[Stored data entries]
# # # # #
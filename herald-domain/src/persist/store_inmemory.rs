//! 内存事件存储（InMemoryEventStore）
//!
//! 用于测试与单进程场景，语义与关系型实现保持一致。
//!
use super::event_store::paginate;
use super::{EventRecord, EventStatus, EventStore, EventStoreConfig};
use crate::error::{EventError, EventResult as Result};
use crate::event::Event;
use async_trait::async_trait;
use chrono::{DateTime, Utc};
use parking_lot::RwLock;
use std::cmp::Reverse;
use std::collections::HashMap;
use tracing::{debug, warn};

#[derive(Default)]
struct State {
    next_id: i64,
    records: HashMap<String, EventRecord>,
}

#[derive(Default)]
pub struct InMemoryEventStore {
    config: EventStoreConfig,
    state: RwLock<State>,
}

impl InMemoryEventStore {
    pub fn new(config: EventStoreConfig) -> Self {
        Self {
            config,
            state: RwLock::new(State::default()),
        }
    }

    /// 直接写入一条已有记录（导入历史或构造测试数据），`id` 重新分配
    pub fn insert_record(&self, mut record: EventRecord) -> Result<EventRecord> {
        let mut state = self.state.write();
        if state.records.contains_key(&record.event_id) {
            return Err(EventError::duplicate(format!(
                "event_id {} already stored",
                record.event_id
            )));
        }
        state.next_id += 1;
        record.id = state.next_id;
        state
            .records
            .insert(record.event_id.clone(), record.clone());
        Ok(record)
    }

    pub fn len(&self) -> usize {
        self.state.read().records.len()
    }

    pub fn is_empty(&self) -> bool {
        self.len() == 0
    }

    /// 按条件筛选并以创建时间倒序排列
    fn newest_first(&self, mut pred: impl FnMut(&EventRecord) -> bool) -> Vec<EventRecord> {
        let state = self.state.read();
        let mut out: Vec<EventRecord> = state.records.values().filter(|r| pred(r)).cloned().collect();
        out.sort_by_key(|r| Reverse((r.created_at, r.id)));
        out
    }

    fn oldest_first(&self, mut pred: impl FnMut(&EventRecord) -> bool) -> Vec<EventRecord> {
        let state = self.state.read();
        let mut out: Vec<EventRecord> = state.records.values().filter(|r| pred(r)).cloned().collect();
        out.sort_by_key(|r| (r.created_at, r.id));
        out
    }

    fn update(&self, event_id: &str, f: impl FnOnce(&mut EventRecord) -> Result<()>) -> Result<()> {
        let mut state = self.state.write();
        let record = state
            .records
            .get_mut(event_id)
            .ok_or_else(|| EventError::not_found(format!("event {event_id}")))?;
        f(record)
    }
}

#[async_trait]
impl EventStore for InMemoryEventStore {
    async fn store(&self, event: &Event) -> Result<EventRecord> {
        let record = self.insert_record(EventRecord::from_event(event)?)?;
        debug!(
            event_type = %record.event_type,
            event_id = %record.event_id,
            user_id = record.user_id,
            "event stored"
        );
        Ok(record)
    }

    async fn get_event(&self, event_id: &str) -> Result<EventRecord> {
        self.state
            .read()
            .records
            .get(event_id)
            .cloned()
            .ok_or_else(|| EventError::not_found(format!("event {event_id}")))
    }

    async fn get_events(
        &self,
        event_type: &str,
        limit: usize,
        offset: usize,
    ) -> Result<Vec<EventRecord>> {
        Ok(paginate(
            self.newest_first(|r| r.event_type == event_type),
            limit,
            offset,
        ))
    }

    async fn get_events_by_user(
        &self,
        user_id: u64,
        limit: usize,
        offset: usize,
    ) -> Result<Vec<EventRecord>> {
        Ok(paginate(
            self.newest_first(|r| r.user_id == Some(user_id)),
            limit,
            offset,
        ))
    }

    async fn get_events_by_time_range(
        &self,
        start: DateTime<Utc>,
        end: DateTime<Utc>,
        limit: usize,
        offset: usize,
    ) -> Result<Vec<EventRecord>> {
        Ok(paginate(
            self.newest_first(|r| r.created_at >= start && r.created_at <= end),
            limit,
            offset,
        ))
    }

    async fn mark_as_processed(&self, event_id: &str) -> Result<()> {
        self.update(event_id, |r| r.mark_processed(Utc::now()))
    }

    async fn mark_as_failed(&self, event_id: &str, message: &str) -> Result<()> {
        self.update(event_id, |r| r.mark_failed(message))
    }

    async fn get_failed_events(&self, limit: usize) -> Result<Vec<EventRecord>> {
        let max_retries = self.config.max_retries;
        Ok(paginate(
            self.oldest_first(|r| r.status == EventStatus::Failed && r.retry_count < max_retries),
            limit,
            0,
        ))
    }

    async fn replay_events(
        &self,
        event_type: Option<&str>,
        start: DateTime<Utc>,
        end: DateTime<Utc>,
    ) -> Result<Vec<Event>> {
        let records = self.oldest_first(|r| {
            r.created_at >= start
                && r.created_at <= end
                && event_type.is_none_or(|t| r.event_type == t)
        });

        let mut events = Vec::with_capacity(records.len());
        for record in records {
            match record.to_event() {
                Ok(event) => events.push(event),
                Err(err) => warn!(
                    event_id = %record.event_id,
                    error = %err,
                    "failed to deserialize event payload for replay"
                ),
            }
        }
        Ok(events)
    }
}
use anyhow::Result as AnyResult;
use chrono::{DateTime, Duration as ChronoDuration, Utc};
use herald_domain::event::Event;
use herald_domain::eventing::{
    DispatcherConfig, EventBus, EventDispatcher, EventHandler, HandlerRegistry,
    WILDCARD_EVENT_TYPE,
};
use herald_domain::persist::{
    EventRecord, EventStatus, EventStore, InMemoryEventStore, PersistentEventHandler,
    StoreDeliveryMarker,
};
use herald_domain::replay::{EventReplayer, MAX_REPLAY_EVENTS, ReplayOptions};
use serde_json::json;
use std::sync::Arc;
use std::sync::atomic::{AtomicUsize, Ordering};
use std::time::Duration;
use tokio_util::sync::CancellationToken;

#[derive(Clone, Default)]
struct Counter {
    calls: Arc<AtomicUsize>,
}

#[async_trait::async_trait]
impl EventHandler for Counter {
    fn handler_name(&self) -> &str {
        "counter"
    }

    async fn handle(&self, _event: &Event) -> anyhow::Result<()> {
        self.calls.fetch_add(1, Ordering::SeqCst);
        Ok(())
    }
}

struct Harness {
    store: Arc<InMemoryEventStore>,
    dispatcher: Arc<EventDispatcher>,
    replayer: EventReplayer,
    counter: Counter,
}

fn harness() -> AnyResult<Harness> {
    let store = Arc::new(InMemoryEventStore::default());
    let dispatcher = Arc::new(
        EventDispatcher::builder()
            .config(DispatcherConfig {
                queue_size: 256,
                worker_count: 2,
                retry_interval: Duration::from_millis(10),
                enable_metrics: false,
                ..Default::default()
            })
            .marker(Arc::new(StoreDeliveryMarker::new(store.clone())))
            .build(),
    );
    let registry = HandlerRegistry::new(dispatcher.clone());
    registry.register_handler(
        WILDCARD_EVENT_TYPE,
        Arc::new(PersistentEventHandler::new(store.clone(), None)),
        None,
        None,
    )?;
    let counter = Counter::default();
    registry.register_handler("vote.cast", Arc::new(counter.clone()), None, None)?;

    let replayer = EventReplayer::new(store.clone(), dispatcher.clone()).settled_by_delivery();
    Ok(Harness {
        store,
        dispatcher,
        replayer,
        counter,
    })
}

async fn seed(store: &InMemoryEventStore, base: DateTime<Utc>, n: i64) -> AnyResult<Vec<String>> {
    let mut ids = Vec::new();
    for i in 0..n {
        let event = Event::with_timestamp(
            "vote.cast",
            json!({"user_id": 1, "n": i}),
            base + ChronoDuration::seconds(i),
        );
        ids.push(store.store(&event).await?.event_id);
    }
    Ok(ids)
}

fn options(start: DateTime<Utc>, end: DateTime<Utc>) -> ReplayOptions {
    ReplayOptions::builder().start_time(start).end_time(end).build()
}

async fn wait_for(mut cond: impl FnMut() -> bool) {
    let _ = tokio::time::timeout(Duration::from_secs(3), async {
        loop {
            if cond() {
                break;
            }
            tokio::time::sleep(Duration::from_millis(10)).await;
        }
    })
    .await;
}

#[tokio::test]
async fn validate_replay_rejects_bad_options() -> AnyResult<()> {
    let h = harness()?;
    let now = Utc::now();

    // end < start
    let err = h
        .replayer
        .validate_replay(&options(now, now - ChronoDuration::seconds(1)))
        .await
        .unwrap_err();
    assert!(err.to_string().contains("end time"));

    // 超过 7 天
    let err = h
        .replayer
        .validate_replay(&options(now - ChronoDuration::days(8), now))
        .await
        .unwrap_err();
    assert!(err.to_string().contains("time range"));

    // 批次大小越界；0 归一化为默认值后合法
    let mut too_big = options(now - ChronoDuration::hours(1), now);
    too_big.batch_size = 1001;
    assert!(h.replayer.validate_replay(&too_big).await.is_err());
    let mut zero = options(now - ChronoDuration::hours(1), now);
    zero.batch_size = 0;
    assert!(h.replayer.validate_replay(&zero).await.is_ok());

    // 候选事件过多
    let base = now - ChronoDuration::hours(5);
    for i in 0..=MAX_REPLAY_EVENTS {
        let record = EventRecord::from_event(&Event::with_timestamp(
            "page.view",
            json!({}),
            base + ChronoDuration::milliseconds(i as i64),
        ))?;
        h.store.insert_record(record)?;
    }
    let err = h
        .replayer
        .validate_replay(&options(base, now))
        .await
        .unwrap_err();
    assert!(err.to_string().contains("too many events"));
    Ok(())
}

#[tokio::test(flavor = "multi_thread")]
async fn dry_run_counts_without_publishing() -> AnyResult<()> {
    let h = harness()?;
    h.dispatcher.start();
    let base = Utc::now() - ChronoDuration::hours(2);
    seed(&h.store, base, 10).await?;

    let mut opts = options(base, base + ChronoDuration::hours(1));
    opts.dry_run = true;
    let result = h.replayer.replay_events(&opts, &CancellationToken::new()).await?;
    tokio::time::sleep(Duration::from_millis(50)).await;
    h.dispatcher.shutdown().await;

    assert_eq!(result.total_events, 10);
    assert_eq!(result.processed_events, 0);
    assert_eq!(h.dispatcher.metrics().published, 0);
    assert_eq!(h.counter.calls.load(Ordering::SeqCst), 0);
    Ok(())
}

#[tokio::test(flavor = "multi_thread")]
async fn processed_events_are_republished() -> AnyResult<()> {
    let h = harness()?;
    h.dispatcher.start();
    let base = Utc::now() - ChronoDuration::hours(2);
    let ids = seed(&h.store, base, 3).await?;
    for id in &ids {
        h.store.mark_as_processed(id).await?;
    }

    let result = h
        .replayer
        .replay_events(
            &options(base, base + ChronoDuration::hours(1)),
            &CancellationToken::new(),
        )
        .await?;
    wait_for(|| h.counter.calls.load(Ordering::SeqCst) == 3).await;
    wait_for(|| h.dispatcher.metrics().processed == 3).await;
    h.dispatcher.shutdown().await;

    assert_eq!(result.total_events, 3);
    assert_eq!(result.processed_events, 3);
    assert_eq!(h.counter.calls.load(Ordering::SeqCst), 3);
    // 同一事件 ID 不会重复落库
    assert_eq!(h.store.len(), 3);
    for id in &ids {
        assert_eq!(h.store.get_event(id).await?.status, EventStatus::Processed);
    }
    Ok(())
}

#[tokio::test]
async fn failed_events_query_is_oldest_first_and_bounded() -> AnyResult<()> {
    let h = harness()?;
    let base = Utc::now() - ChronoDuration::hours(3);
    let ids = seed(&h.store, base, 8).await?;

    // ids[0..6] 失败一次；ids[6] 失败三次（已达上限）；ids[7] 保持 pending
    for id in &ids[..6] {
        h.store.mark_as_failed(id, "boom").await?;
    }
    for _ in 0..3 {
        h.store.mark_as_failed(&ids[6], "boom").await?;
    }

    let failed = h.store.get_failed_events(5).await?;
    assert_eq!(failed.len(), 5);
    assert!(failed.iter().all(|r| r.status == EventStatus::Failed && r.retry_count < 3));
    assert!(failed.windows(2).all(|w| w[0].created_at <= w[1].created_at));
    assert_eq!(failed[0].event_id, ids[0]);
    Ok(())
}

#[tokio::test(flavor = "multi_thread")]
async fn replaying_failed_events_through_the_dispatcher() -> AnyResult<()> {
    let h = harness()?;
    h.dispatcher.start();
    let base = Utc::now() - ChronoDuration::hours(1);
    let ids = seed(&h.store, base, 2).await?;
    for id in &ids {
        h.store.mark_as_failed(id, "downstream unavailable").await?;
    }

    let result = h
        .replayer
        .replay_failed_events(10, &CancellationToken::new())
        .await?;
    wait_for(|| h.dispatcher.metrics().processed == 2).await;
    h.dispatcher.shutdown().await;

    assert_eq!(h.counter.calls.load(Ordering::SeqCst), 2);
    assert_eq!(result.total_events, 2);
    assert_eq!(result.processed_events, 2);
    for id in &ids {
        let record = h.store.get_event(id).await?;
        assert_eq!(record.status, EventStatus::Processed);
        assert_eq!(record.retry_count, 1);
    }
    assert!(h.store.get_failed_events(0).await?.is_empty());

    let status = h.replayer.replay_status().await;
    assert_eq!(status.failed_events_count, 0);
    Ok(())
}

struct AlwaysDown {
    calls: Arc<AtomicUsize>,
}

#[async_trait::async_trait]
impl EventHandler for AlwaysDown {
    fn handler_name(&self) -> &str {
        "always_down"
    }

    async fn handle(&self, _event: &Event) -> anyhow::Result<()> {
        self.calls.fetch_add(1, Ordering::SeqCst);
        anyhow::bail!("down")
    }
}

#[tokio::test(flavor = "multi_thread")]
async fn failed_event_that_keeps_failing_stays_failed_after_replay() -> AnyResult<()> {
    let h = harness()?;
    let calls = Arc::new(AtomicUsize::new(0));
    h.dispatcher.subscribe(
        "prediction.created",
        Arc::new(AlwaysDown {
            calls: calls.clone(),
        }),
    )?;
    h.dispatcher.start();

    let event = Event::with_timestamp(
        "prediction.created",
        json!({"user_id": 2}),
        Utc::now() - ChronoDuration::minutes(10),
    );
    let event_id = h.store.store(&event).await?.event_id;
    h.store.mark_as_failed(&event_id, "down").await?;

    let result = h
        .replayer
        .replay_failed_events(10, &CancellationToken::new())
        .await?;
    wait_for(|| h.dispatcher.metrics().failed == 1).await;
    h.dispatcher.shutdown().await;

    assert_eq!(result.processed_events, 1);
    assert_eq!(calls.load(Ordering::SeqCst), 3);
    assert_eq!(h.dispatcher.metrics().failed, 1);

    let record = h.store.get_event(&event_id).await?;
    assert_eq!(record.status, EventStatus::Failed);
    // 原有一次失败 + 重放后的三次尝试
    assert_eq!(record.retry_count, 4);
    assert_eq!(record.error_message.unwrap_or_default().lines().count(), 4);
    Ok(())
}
# # # # #
Problem details: In the entries, find the line containing "let event_id = h.store.store(&event).await?.event_id;" and output it and all remaining lines exactly.

Result of the task:
    let event_id = h.store.store(&event).await?.event_id;
    h.store.mark_as_failed(&event_id, "down").await?;

    let result = h
        .replayer
        .replay_failed_events(10, &CancellationToken::new())
        .await?;
    wait_for(|| h.dispatcher.metrics().failed == 1).await;
    h.dispatcher.shutdown().await;

    assert_eq!(result.processed_events, 1);
    assert_eq!(calls.load(Ordering::SeqCst), 3);
    assert_eq!(h.dispatcher.metrics().failed, 1);

    let record = h.store.get_event(&event_id).await?;
    assert_eq!(record.status, EventStatus::Failed);
    // 原有一次失败 + 重放后的三次尝试
    assert_eq!(record.retry_count, 4);
    assert_eq!(record.error_message.unwrap_or_default().lines().count(), 4);
    Ok(())
}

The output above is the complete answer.